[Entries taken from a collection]
○ ○ ○ ○ ○ ○ ○

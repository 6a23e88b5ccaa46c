//! Headline source: NewsAPI when a credential is available, otherwise a
//! static per-ticker table.

use reqwest::Client;
use std::sync::Arc;
use std::time::Duration;

use crate::config::Config;
use crate::services::fallback::{FallbackChain, TerminalProvider};
use crate::sources::{http_client, NewsApiClient};

/// Canned headlines per ticker.
pub const STATIC_HEADLINES: &[(&str, &[&str])] = &[
    (
        "MSFT",
        &[
            "Microsoft expands AI cloud partnerships",
            "Azure growth exceeds expectations",
        ],
    ),
    (
        "AAPL",
        &[
            "Apple announces AI-powered iPhone features",
            "Supply chain improvements boost production",
        ],
    ),
    (
        "NVDA",
        &[
            "Nvidia unveils next-gen AI chips",
            "Data center demand drives record revenue",
        ],
    ),
];

/// Used for tickers missing from [`STATIC_HEADLINES`].
pub const DEFAULT_HEADLINES: &[&str] = &[
    "Tech stocks rally on AI optimism",
    "Fed maintains interest rates",
];

/// Terminal provider backed by [`STATIC_HEADLINES`].
pub struct StaticHeadlineProvider;

impl TerminalProvider<Vec<String>> for StaticHeadlineProvider {
    fn name(&self) -> &str {
        "StaticHeadlines"
    }

    fn fetch(&self, ticker: &str) -> Vec<String> {
        let ticker = ticker.to_uppercase();
        STATIC_HEADLINES
            .iter()
            .find(|(symbol, _)| *symbol == ticker)
            .map(|(_, headlines)| *headlines)
            .unwrap_or(DEFAULT_HEADLINES)
            .iter()
            .map(|h| h.to_string())
            .collect()
    }
}

/// Headline lookup.
pub struct NewsService {
    client: Client,
    default_api_key: Option<String>,
    timeout: Duration,
    base_url: Option<String>,
}

impl NewsService {
    pub fn new(client: Client, default_api_key: Option<String>, timeout: Duration) -> Self {
        Self {
            client,
            default_api_key,
            timeout,
            base_url: None,
        }
    }

    pub fn from_config(config: &Config) -> Result<Self, reqwest::Error> {
        Ok(Self::new(
            http_client(config.news_timeout)?,
            config.news_api_key.clone(),
            config.news_timeout,
        ))
    }

    /// Point the live provider at a different endpoint.
    pub fn with_base_url(mut self, base_url: String) -> Self {
        self.base_url = Some(base_url);
        self
    }

    fn chain(&self, api_key: Option<&str>) -> FallbackChain<Vec<String>> {
        let chain: FallbackChain<Vec<String>> =
            FallbackChain::new(Arc::new(StaticHeadlineProvider), self.timeout);

        let key = api_key
            .map(str::trim)
            .filter(|k| !k.is_empty())
            .or(self.default_api_key.as_deref());

        match key {
            Some(key) => {
                let client = match self.base_url {
                    Some(ref url) => NewsApiClient::with_base_url(self.client.clone(), key.to_string(), url.clone()),
                    None => NewsApiClient::new(self.client.clone(), key.to_string()),
                };
                chain.with_provider(Arc::new(client))
            }
            None => chain,
        }
    }

    /// Up to five headlines for `ticker`.
    ///
    /// `api_key` overrides the configured NewsAPI key for this call.
    pub async fn fetch_headlines(&self, ticker: &str, api_key: Option<&str>) -> Vec<String> {
        self.chain(api_key).fetch(ticker).await.value
    }
}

○ ○ ○ ○ ○ ○ ○

Exercise
Copy each line of the entries in which the string "NewsApiClient" is found.

Response to this exercise
use crate::sources::{http_client, NewsApiClient};
                    Some(ref url) => NewsApiClient::with_base_url(self.client.clone(), key.to_string(), url.clone()),
                    None => NewsApiClient::new(self.client.clone(), key.to_string()),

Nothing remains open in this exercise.